Personal injury specialists Maliganis Edwards Johnson (MEJ) have warned that upcoming changes to the ACT’s Compulsory Third-Party Insurance scheme will have a huge impact on injured road victims.

Canberrans motorists will need to understand the consequences of the new no-fault legislation after a Citizen’s Jury decided on major reforms to the territory’s current insurance scheme.

MEJ partner James Treloar, said that currently in the ACT, the payment of benefits relies on establishing a degree of fault, with only limited compensation for the driver who caused the motor accident.

Maliganis Edwards Johnson Partner James Treloar

It was a system questioned by the ACT Government for being expensive and slow to respond to claims, while the legal fraternity lobbied for no change on the basis the scheme provided just compensation to innocent road users hurt through no fault of their own.

The changes are expected to reduce insurance premiums across the ACT by around $130 a year but James says this will be paid for by reducing benefits to those whose lives are shattered in the event of a serious accident.

“Unfortunately, the scheme chosen by jury members will reduce benefits for at least 90 per cent of innocent injured victims, whilst supporting at-fault drivers.

“To pay for these changes, people with significant injuries which stop them from doing their jobs could be forced to rely on welfare or family when their benefits are cut off after five years.”

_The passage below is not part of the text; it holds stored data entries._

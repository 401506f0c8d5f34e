//! `/avatar`, its autocomplete, the avatar picker and the creation wizard steps.

use async_trait::async_trait;

use crate::avatar::model::Avatar;
use crate::avatar::{AvatarForm, WizardState};
use crate::common::error::{BotError, BotResult};
use crate::dispatch::response::{
    ActionRow, Button, ButtonStyle, Choice, Embed, Reply, Response, MAX_CHOICES,
};
use crate::dispatch::{BotContext, Handler, Interaction, Responder};
use crate::handlers::views::{self, CREATE_BUTTON_ID, FORM_BRACKET, FORM_ICON, FORM_NAME, SPECIES_SELECT_PREFIX};

/// The caller's avatar named by the interaction: a parameterized custom id
/// (`levelup_42`), a selected value, or the `avatar` option.
pub async fn owned_avatar(ctx: &BotContext, interaction: &Interaction) -> BotResult<Avatar> {
    let id = interaction
        .id_suffix()
        .or_else(|| interaction.first_value().and_then(|v| v.parse().ok()))
        .or_else(|| interaction.option_id("avatar"))
        .ok_or_else(|| BotError::not_found("avatar"))?;
    ctx.cache
        .find_owned(interaction.user_id, id)
        .await?
        .ok_or_else(|| BotError::not_found(format!("avatar {}", id)))
}

/// `/avatar [list|select|create]`
pub struct AvatarCommand;

#[async_trait]
impl Handler for AvatarCommand {
    async fn handle(
        &self,
        ctx: &BotContext,
        interaction: &Interaction,
        _responder: &dyn Responder,
    ) -> BotResult<Reply> {
        let response = match interaction.subcommand() {
            Some("select") => views::avatar_detail(ctx, &owned_avatar(ctx, interaction).await?).await,
            Some("create") => Response::embed(
                Embed::new()
                    .title("🎭 New avatar")
                    .description("Press the button to fill in your avatar's name, bracket and image."),
            )
            .with_row(ActionRow::Buttons(vec![Button::new(
                CREATE_BUTTON_ID,
                "➕ Create avatar",
                ButtonStyle::Success,
            )])),
            _ => views::avatar_list(ctx, interaction.user_id, &interaction.user_name).await?,
        };
        Ok(Reply::Message(response))
    }
}

/// Suggests the caller's avatars whose name contains the typed text.
pub struct AvatarAutocomplete;

#[async_trait]
impl Handler for AvatarAutocomplete {
    async fn handle(
        &self,
        ctx: &BotContext,
        interaction: &Interaction,
        _responder: &dyn Responder,
    ) -> BotResult<Reply> {
        let needle = interaction.focused().to_lowercase();
        let avatars = ctx.cache.get(interaction.user_id).await?;
        let choices = avatars
            .iter()
            .filter(|a| a.name.to_lowercase().contains(&needle))
            .take(MAX_CHOICES)
            .map(|a| Choice {
                name: a.name.clone(),
                value: a.id.to_string(),
            })
            .collect();
        Ok(Reply::Choices(choices))
    }
}

/// Picking an avatar from the list opens its detail view.
pub struct AvatarSelect;

#[async_trait]
impl Handler for AvatarSelect {
    async fn handle(
        &self,
        ctx: &BotContext,
        interaction: &Interaction,
        _responder: &dyn Responder,
    ) -> BotResult<Reply> {
        let avatar = owned_avatar(ctx, interaction).await?;
        Ok(Reply::Message(views::avatar_detail(ctx, &avatar).await))
    }
}

/// `back` and `refresh` both redraw the list.
pub struct AvatarList;

#[async_trait]
impl Handler for AvatarList {
    async fn handle(
        &self,
        ctx: &BotContext,
        interaction: &Interaction,
        _responder: &dyn Responder,
    ) -> BotResult<Reply> {
        let response = views::avatar_list(ctx, interaction.user_id, &interaction.user_name).await?;
        Ok(Reply::Message(response))
    }
}

/// Opens the creation form. Registered with `Ack::Modal`.
pub struct CreateAvatarButton;

#[async_trait]
impl Handler for CreateAvatarButton {
    async fn handle(
        &self,
        _ctx: &BotContext,
        _interaction: &Interaction,
        _responder: &dyn Responder,
    ) -> BotResult<Reply> {
        Ok(Reply::Modal(views::creation_form()))
    }
}

/// Wizard step one: validate and park the form.
pub struct AvatarFormSubmit;

#[async_trait]
impl Handler for AvatarFormSubmit {
    async fn handle(
        &self,
        ctx: &BotContext,
        interaction: &Interaction,
        _responder: &dyn Responder,
    ) -> BotResult<Reply> {
        let field = |id: &str| interaction.field(id).unwrap_or_default().to_string();
        let form = AvatarForm {
            name: field(FORM_NAME),
            bracket: field(FORM_BRACKET),
            icon_url: field(FORM_ICON),
        };
        let parked = ctx.wizard.submit_form(interaction.user_id, form).await?;
        Ok(Reply::Message(views::species_picker(ctx, interaction.user_id, &parked)))
    }
}

/// Wizard step two: persist with the chosen species.
pub struct SpeciesSelect;

#[async_trait]
impl Handler for SpeciesSelect {
    async fn handle(
        &self,
        ctx: &BotContext,
        interaction: &Interaction,
        _responder: &dyn Responder,
    ) -> BotResult<Reply> {
        let owner = interaction
            .identifier
            .strip_prefix(SPECIES_SELECT_PREFIX)
            .and_then(|id| id.parse::<u64>().ok());
        if owner != Some(interaction.user_id) {
            return Err(BotError::not_found("avatar creation session"));
        }
        let species = interaction
            .first_value()
            .ok_or_else(|| BotError::invalid("Choose a species"))?;

        let avatar = ctx.wizard.select_species(interaction.user_id, species).await?;
        let response = views::avatar_detail(ctx, &avatar)
            .await
            .with_content(format!("✅ **{}** is ready. Speak as it with `{}`.", avatar.name, avatar.bracket));
        Ok(Reply::Message(response))
    }
}

/// Drops a pending creation and goes back to the list.
pub struct CancelWizard;

#[async_trait]
impl Handler for CancelWizard {
    async fn handle(
        &self,
        ctx: &BotContext,
        interaction: &Interaction,
        _responder: &dyn Responder,
    ) -> BotResult<Reply> {
        let mut response = views::avatar_list(ctx, interaction.user_id, &interaction.user_name).await?;
        if let WizardState::AwaitingSpecies(form) = ctx.wizard.state(interaction.user_id).await {
            ctx.wizard.abort(interaction.user_id).await;
            response = response.with_content(format!("Creation of **{}** cancelled.", form.name));
        }
        Ok(Reply::Message(response))
    }
}

#[cfg(test)]
mod tests {
    use super::*;
    use std::collections::BTreeMap;

    use crate::avatar::model::NewAvatar;
    use crate::dispatch::interaction::{CommandArgs, Kind, OptionValue, Payload};
    use crate::dispatch::testing::RecordingResponder;

    async fn seed(ctx: &BotContext, owner_id: u64, name: &str) -> Avatar {
        ctx.avatars
            .create(NewAvatar {
                owner_id,
                name: name.to_string(),
                bracket: "[text]".to_string(),
                icon_url: "https://example.com/a.png".to_string(),
                species: "human".to_string(),
            })
            .await
            .unwrap()
    }

    fn form_submit(owner_id: u64, name: &str) -> Interaction {
        let fields = BTreeMap::from([
            (FORM_NAME.to_string(), name.to_string()),
            (FORM_BRACKET.to_string(), "[text]".to_string()),
            (FORM_ICON.to_string(), "https://example.com/a.png".to_string()),
        ]);
        Interaction::new(Kind::Modal, "avatar_form", owner_id).with_payload(Payload::Fields(fields))
    }

    fn species_select(owner_id: u64, select_id: &str, species: &str) -> Interaction {
        Interaction::new(Kind::Select, select_id, owner_id)
            .with_payload(Payload::Values(vec![species.to_string()]))
    }

    #[tokio::test]
    async fn test_wizard_through_handlers() {
        let ctx = BotContext::for_tests();
        let responder = RecordingResponder::new();

        let reply = AvatarFormSubmit.handle(&ctx, &form_submit(1, "Aria"), &responder).await.unwrap();
        assert!(matches!(reply, Reply::Message(ref r) if r.embeds[0].title.as_deref() == Some("🎭 Aria")));

        let reply = SpeciesSelect
            .handle(&ctx, &species_select(1, "species_select_1", "elf"), &responder)
            .await
            .unwrap();
        assert!(matches!(reply, Reply::Message(_)));
        let avatars = ctx.cache.get(1).await.unwrap();
        assert_eq!(avatars.len(), 1);
        assert_eq!(avatars[0].species, "elf");
    }

    #[tokio::test]
    async fn test_species_select_of_someone_else() {
        let ctx = BotContext::for_tests();
        let responder = RecordingResponder::new();
        AvatarFormSubmit.handle(&ctx, &form_submit(1, "Aria"), &responder).await.unwrap();

        let result = SpeciesSelect
            .handle(&ctx, &species_select(2, "species_select_1", "elf"), &responder)
            .await;
        assert!(matches!(result, Err(BotError::NotFound { .. })));
    }

    #[tokio::test]
    async fn test_species_select_without_form_expired() {
        let ctx = BotContext::for_tests();
        let responder = RecordingResponder::new();
        let result = SpeciesSelect
            .handle(&ctx, &species_select(1, "species_select_1", "elf"), &responder)
            .await;
        assert!(matches!(result, Err(BotError::ExpiredSession)));
    }

    #[tokio::test]
    async fn test_autocomplete_filters_case_insensitively() {
        let ctx = BotContext::for_tests();
        let aria = seed(&ctx, 1, "Aria").await;
        seed(&ctx, 1, "Brom").await;
        seed(&ctx, 2, "Marianne").await;

        let interaction = Interaction::new(Kind::Autocomplete, "avatar", 1).with_payload(Payload::Autocomplete {
            option: "avatar".to_string(),
            value: "AR".to_string(),
        });
        let reply = AvatarAutocomplete
            .handle(&ctx, &interaction, &RecordingResponder::new())
            .await
            .unwrap();
        assert_eq!(
            reply,
            Reply::Choices(vec![Choice {
                name: "Aria".to_string(),
                value: aria.id.to_string(),
            }])
        );
    }

    #[tokio::test]
    async fn test_select_subcommand_checks_owner() {
        let ctx = BotContext::for_tests();
        let aria = seed(&ctx, 1, "Aria").await;

        let mut args = CommandArgs {
            subcommand: Some("select".to_string()),
            ..CommandArgs::default()
        };
        args.options.insert("avatar".to_string(), OptionValue::Str(aria.id.to_string()));
        let payload = Payload::Command(args);

        let mine = Interaction::new(Kind::Slash, "avatar", 1).with_payload(payload.clone());
        assert!(AvatarCommand.handle(&ctx, &mine, &RecordingResponder::new()).await.is_ok());

        let theirs = Interaction::new(Kind::Slash, "avatar", 2).with_payload(payload);
        assert!(matches!(
            AvatarCommand.handle(&ctx, &theirs, &RecordingResponder::new()).await,
            Err(BotError::NotFound { .. })
        ));
    }

    #[tokio::test]
    async fn test_create_button_opens_form() {
        let ctx = BotContext::for_tests();
        let reply = CreateAvatarButton
            .handle(&ctx, &Interaction::new(Kind::Button, "create_avatar", 1), &RecordingResponder::new())
            .await
            .unwrap();
        assert!(matches!(reply, Reply::Modal(form) if form.inputs.len() == 3));
    }

    #[tokio::test]
    async fn test_cancel_drops_pending_form() {
        let ctx = BotContext::for_tests();
        let responder = RecordingResponder::new();
        AvatarFormSubmit.handle(&ctx, &form_submit(1, "Aria"), &responder).await.unwrap();

        let reply = tokio_test::assert_ok!(
            CancelWizard
                .handle(&ctx, &Interaction::new(Kind::Button, "cancel_avatar", 1), &responder)
                .await
        );
        assert!(matches!(reply, Reply::Message(r) if r.content.is_some()));
        assert_eq!(ctx.wizard.state(1).await, WizardState::AwaitingForm);

        let error = tokio_test::assert_err!(
            SpeciesSelect
                .handle(&ctx, &species_select(1, "species_select_1", "elf"), &responder)
                .await
        );
        assert!(matches!(error, BotError::ExpiredSession));
    }
}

While he believed the members of the Citizen’s Jury had done the best they could to make a decision “with the limited information and time given” he noted that by the time the votes were cast, only 39 jurors actively made a decision which will affect an estimated 285,000 ACT car drivers.

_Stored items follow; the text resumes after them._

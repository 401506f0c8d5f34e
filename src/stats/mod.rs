//! Per-species stat formulas.

pub mod formula;
pub mod species;

pub use species::{SpeciesCatalog, MAX_LEVEL};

Under the proposed no-fault scheme, everyone will have access to the same compensation.  The majority of motor accident victims would be drip-fed reduced benefits by insurance companies.  For most accident victims, benefits are cut off after five years, regardless of whether they are able to return to work or not.

“History and experience has shown us time and time again that insurance coverage of this type is nice in theory, but terribly unfair in practice—consider the problems recently highlighted during the enquiry into the NDIS.

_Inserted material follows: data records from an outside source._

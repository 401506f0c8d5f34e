//! JSON-file backed store.
//!
//! The whole document lives in memory behind one lock. Every mutation is
//! applied to a copy, written through a temp file and a rename, and only
//! then swapped in: a failed write leaves both memory and disk unchanged.

use std::path::{Path, PathBuf};

use async_trait::async_trait;
use chrono::Utc;
use serde::{Deserialize, Serialize};
use tokio::sync::RwLock;
use tracing::{debug, info};

use crate::avatar::model::{Avatar, NewAvatar};
use crate::common::error::{StoreError, StoreResult};
use crate::guild::model::{NewReactionRole, ReactionRoleBinding, WelcomeConfig};
use crate::store::{AvatarRepository, GuildRepository};

#[derive(Debug, Clone, Default, Serialize, Deserialize)]
struct Document {
    #[serde(default)]
    next_avatar_id: u64,
    #[serde(default)]
    avatars: Vec<Avatar>,
    #[serde(default)]
    welcome: Vec<WelcomeConfig>,
    #[serde(default)]
    next_reaction_role_id: u64,
    #[serde(default)]
    reaction_roles: Vec<ReactionRoleBinding>,
}

#[derive(Debug)]
pub struct JsonStore {
    path: Option<PathBuf>,
    doc: RwLock<Document>,
}

impl JsonStore {
    /// Open `path`, starting empty if the file does not exist yet.
    pub async fn open(path: impl AsRef<Path>) -> StoreResult<Self> {
        let path = path.as_ref().to_path_buf();
        let doc = match tokio::fs::read_to_string(&path).await {
            Ok(content) => serde_json::from_str(&content)?,
            Err(e) if e.kind() == std::io::ErrorKind::NotFound => {
                info!("No store at {}, starting empty", path.display());
                Document::default()
            }
            Err(source) => {
                return Err(StoreError::Io {
                    path: path.display().to_string(),
                    source,
                })
            }
        };
        info!(
            "Store opened: {} avatars, {} welcome configs, {} reaction roles",
            doc.avatars.len(),
            doc.welcome.len(),
            doc.reaction_roles.len()
        );
        Ok(Self {
            path: Some(path),
            doc: RwLock::new(doc),
        })
    }

    /// A store that never touches the filesystem.
    #[cfg(test)]
    pub fn in_memory() -> Self {
        Self {
            path: None,
            doc: RwLock::new(Document::default()),
        }
    }

    async fn persist(&self, doc: &Document) -> StoreResult<()> {
        let Some(path) = &self.path else {
            return Ok(());
        };
        let io_err = |source| StoreError::Io {
            path: path.display().to_string(),
            source,
        };

        let content = serde_json::to_vec_pretty(doc)?;
        if let Some(parent) = path.parent().filter(|p| !p.as_os_str().is_empty()) {
            tokio::fs::create_dir_all(parent).await.map_err(io_err)?;
        }
        let tmp = path.with_extension("json.tmp");
        tokio::fs::write(&tmp, content).await.map_err(io_err)?;
        tokio::fs::rename(&tmp, path).await.map_err(io_err)?;
        debug!("Store written to {}", path.display());
        Ok(())
    }

    /// Persist `next`, then make it the live document.
    async fn commit(&self, doc: &mut Document, next: Document) -> StoreResult<()> {
        self.persist(&next).await?;
        *doc = next;
        Ok(())
    }
}

#[async_trait]
impl AvatarRepository for JsonStore {
    async fn find_all(&self, owner_id: u64) -> StoreResult<Vec<Avatar>> {
        let doc = self.doc.read().await;
        let mut avatars: Vec<Avatar> = doc
            .avatars
            .iter()
            .filter(|a| a.owner_id == owner_id)
            .cloned()
            .collect();
        avatars.sort_by(|a, b| b.created_at.cmp(&a.created_at).then(b.id.cmp(&a.id)));
        Ok(avatars)
    }

    async fn find_by_name(&self, owner_id: u64, name: &str) -> StoreResult<Option<Avatar>> {
        let doc = self.doc.read().await;
        Ok(doc
            .avatars
            .iter()
            .find(|a| a.owner_id == owner_id && a.name == name)
            .cloned())
    }

    async fn create(&self, avatar: NewAvatar) -> StoreResult<Avatar> {
        let mut doc = self.doc.write().await;
        if doc
            .avatars
            .iter()
            .any(|a| a.owner_id == avatar.owner_id && a.name == avatar.name)
        {
            return Err(StoreError::Conflict {
                message: format!("owner {} already has an avatar named '{}'", avatar.owner_id, avatar.name),
            });
        }

        let mut next = doc.clone();
        next.next_avatar_id += 1;
        let created = Avatar {
            id: next.next_avatar_id,
            owner_id: avatar.owner_id,
            name: avatar.name,
            bracket: avatar.bracket,
            icon_url: avatar.icon_url,
            species: avatar.species,
            level: 1,
            created_at: Utc::now(),
        };
        next.avatars.push(created.clone());
        self.commit(&mut doc, next).await?;
        Ok(created)
    }

    async fn update(&self, avatar: &Avatar) -> StoreResult<()> {
        let mut doc = self.doc.write().await;
        if doc
            .avatars
            .iter()
            .any(|a| a.id != avatar.id && a.owner_id == avatar.owner_id && a.name == avatar.name)
        {
            return Err(StoreError::Conflict {
                message: format!("owner {} already has an avatar named '{}'", avatar.owner_id, avatar.name),
            });
        }
        let mut next = doc.clone();
        let slot = next
            .avatars
            .iter_mut()
            .find(|a| a.id == avatar.id)
            .ok_or_else(|| StoreError::Missing {
                what: format!("avatar {}", avatar.id),
            })?;
        *slot = avatar.clone();
        self.commit(&mut doc, next).await
    }

    async fn destroy(&self, id: u64) -> StoreResult<bool> {
        let mut doc = self.doc.write().await;
        if !doc.avatars.iter().any(|a| a.id == id) {
            return Ok(false);
        }
        let mut next = doc.clone();
        next.avatars.retain(|a| a.id != id);
        self.commit(&mut doc, next).await?;
        Ok(true)
    }
}

#[async_trait]
impl GuildRepository for JsonStore {
    async fn find_welcome(&self, guild_id: u64) -> StoreResult<Option<WelcomeConfig>> {
        let doc = self.doc.read().await;
        Ok(doc.welcome.iter().find(|w| w.guild_id == guild_id).cloned())
    }

    async fn save_welcome(&self, config: WelcomeConfig) -> StoreResult<()> {
        let mut doc = self.doc.write().await;
        let mut next = doc.clone();
        match next.welcome.iter_mut().find(|w| w.guild_id == config.guild_id) {
            Some(slot) => *slot = config,
            None => next.welcome.push(config),
        }
        self.commit(&mut doc, next).await
    }

    async fn destroy_welcome(&self, guild_id: u64) -> StoreResult<bool> {
        let mut doc = self.doc.write().await;
        if !doc.welcome.iter().any(|w| w.guild_id == guild_id) {
            return Ok(false);
        }
        let mut next = doc.clone();
        next.welcome.retain(|w| w.guild_id != guild_id);
        self.commit(&mut doc, next).await?;
        Ok(true)
    }

    async fn find_all_reaction_roles(&self, guild_id: u64) -> StoreResult<Vec<ReactionRoleBinding>> {
        let doc = self.doc.read().await;
        Ok(doc
            .reaction_roles
            .iter()
            .filter(|r| r.guild_id == guild_id)
            .cloned()
            .collect())
    }

    async fn find_reaction_role(
        &self,
        guild_id: u64,
        message_id: u64,
        emoji: &str,
    ) -> StoreResult<Option<ReactionRoleBinding>> {
        let doc = self.doc.read().await;
        Ok(doc
            .reaction_roles
            .iter()
            .find(|r| r.guild_id == guild_id && r.message_id == message_id && r.emoji == emoji)
            .cloned())
    }

    async fn create_reaction_role(&self, binding: NewReactionRole) -> StoreResult<ReactionRoleBinding> {
        let mut doc = self.doc.write().await;
        if doc
            .reaction_roles
            .iter()
            .any(|r| r.message_id == binding.message_id && r.emoji == binding.emoji)
        {
            return Err(StoreError::Conflict {
                message: format!(
                    "message {} already binds emoji {}",
                    binding.message_id, binding.emoji
                ),
            });
        }

        let mut next = doc.clone();
        next.next_reaction_role_id += 1;
        let created = ReactionRoleBinding {
            id: next.next_reaction_role_id,
            guild_id: binding.guild_id,
            message_id: binding.message_id,
            emoji: binding.emoji,
            role_ids: binding.role_ids,
        };
        next.reaction_roles.push(created.clone());
        self.commit(&mut doc, next).await?;
        Ok(created)
    }

    async fn destroy_reaction_role(&self, guild_id: u64, id: u64) -> StoreResult<bool> {
        let mut doc = self.doc.write().await;
        let bound = |r: &ReactionRoleBinding| r.guild_id == guild_id && r.id == id;
        if !doc.reaction_roles.iter().any(bound) {
            return Ok(false);
        }
        let mut next = doc.clone();
        next.reaction_roles.retain(|r| !bound(r));
        self.commit(&mut doc, next).await?;
        Ok(true)
    }
}

#[cfg(test)]
mod tests {
    use super::*;

    fn new_avatar(owner_id: u64, name: &str) -> NewAvatar {
        NewAvatar {
            owner_id,
            name: name.to_string(),
            bracket: "[text]".to_string(),
            icon_url: "https://example.com/a.png".to_string(),
            species: "human".to_string(),
        }
    }

    #[tokio::test]
    async fn test_create_assigns_ids_and_level_one() {
        let store = JsonStore::in_memory();
        let a = store.create(new_avatar(1, "Aria")).await.unwrap();
        let b = store.create(new_avatar(1, "Brom")).await.unwrap();
        assert_eq!((a.id, b.id), (1, 2));
        assert_eq!(a.level, 1);
    }

    #[tokio::test]
    async fn test_name_unique_per_owner() {
        let store = JsonStore::in_memory();
        store.create(new_avatar(1, "Aria")).await.unwrap();
        assert!(matches!(
            store.create(new_avatar(1, "Aria")).await,
            Err(StoreError::Conflict { .. })
        ));
        assert!(store.create(new_avatar(2, "Aria")).await.is_ok());
    }

    #[tokio::test]
    async fn test_find_all_newest_first() {
        let store = JsonStore::in_memory();
        store.create(new_avatar(1, "First")).await.unwrap();
        store.create(new_avatar(1, "Second")).await.unwrap();
        store.create(new_avatar(2, "Other")).await.unwrap();

        let names: Vec<String> = store
            .find_all(1)
            .await
            .unwrap()
            .into_iter()
            .map(|a| a.name)
            .collect();
        assert_eq!(names, vec!["Second", "First"]);
    }

    #[tokio::test]
    async fn test_update_rename_conflict() {
        let store = JsonStore::in_memory();
        store.create(new_avatar(1, "Aria")).await.unwrap();
        let mut brom = store.create(new_avatar(1, "Brom")).await.unwrap();
        brom.name = "Aria".to_string();
        assert!(matches!(
            store.update(&brom).await,
            Err(StoreError::Conflict { .. })
        ));
    }

    #[tokio::test]
    async fn test_destroy() {
        let store = JsonStore::in_memory();
        let a = store.create(new_avatar(1, "Aria")).await.unwrap();
        assert!(store.destroy(a.id).await.unwrap());
        assert!(!store.destroy(a.id).await.unwrap());
        assert!(store.find_all(1).await.unwrap().is_empty());
    }

    #[tokio::test]
    async fn test_reaction_role_unique_per_message_emoji() {
        let store = JsonStore::in_memory();
        let binding = NewReactionRole {
            guild_id: 7,
            message_id: 42,
            emoji: "🎲".to_string(),
            role_ids: vec![100, 101],
        };
        let created = store.create_reaction_role(binding.clone()).await.unwrap();
        assert!(store.create_reaction_role(binding).await.is_err());

        let found = store.find_reaction_role(7, 42, "🎲").await.unwrap();
        assert_eq!(found, Some(created.clone()));
        assert!(!store.destroy_reaction_role(8, created.id).await.unwrap());
        assert!(store.destroy_reaction_role(7, created.id).await.unwrap());
    }

    #[tokio::test]
    async fn test_welcome_upsert() {
        let store = JsonStore::in_memory();
        let mut config = WelcomeConfig::new(7);
        config.message = Some("hi".to_string());
        store.save_welcome(config.clone()).await.unwrap();
        config.user_role_ids = vec![5];
        store.save_welcome(config.clone()).await.unwrap();
        assert_eq!(store.find_welcome(7).await.unwrap(), Some(config));
        assert!(store.destroy_welcome(7).await.unwrap());
    }

    #[tokio::test]
    async fn test_file_round_trip() {
        let dir = tempfile::tempdir().unwrap();
        let path = dir.path().join("nested").join("store.json");
        {
            let store = JsonStore::open(&path).await.unwrap();
            store.create(new_avatar(1, "Aria")).await.unwrap();
        }
        let reopened = JsonStore::open(&path).await.unwrap();
        let avatars = reopened.find_all(1).await.unwrap();
        assert_eq!(avatars.len(), 1);
        let next = reopened.create(new_avatar(1, "Brom")).await.unwrap();
        assert_eq!(next.id, 2);
    }

    #[tokio::test]
    async fn test_failed_write_leaves_store_unchanged() {
        let dir = tempfile::tempdir().unwrap();
        let path = dir.path().join("store.json");
        let store = JsonStore::open(&path).await.unwrap();
        let aria = store.create(new_avatar(1, "Aria")).await.unwrap();

        // A directory where the temp file goes makes every write fail.
        let blocker = dir.path().join("store.json.tmp");
        std::fs::create_dir(&blocker).unwrap();

        assert!(matches!(
            store.create(new_avatar(1, "Brom")).await,
            Err(StoreError::Io { .. })
        ));
        let mut renamed = aria.clone();
        renamed.name = "Cael".to_string();
        assert!(store.update(&renamed).await.is_err());
        assert!(store.destroy(aria.id).await.is_err());
        assert!(store.save_welcome(WelcomeConfig::new(7)).await.is_err());

        assert_eq!(store.find_all(1).await.unwrap(), vec![aria]);
        assert!(store.find_welcome(7).await.unwrap().is_none());

        std::fs::remove_dir(&blocker).unwrap();
        let brom = store.create(new_avatar(1, "Brom")).await.unwrap();
        assert_eq!(brom.id, 2);
    }
}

“If the changes are legislated, innocent road users—those who don’t cause the accident—will have their rights taken away from them and given to those who are responsible for causing the accident in the first place.”

James conceded that Compulsory Third-Party Insurance was not a topic that stimulated much interest in the general public – “unless and until you’re involved in a motor accident, (then) it becomes very important very quickly when you or someone you love is injured through no fault of their own and the medical bills start to pile up and their ability to earn an income is affected.”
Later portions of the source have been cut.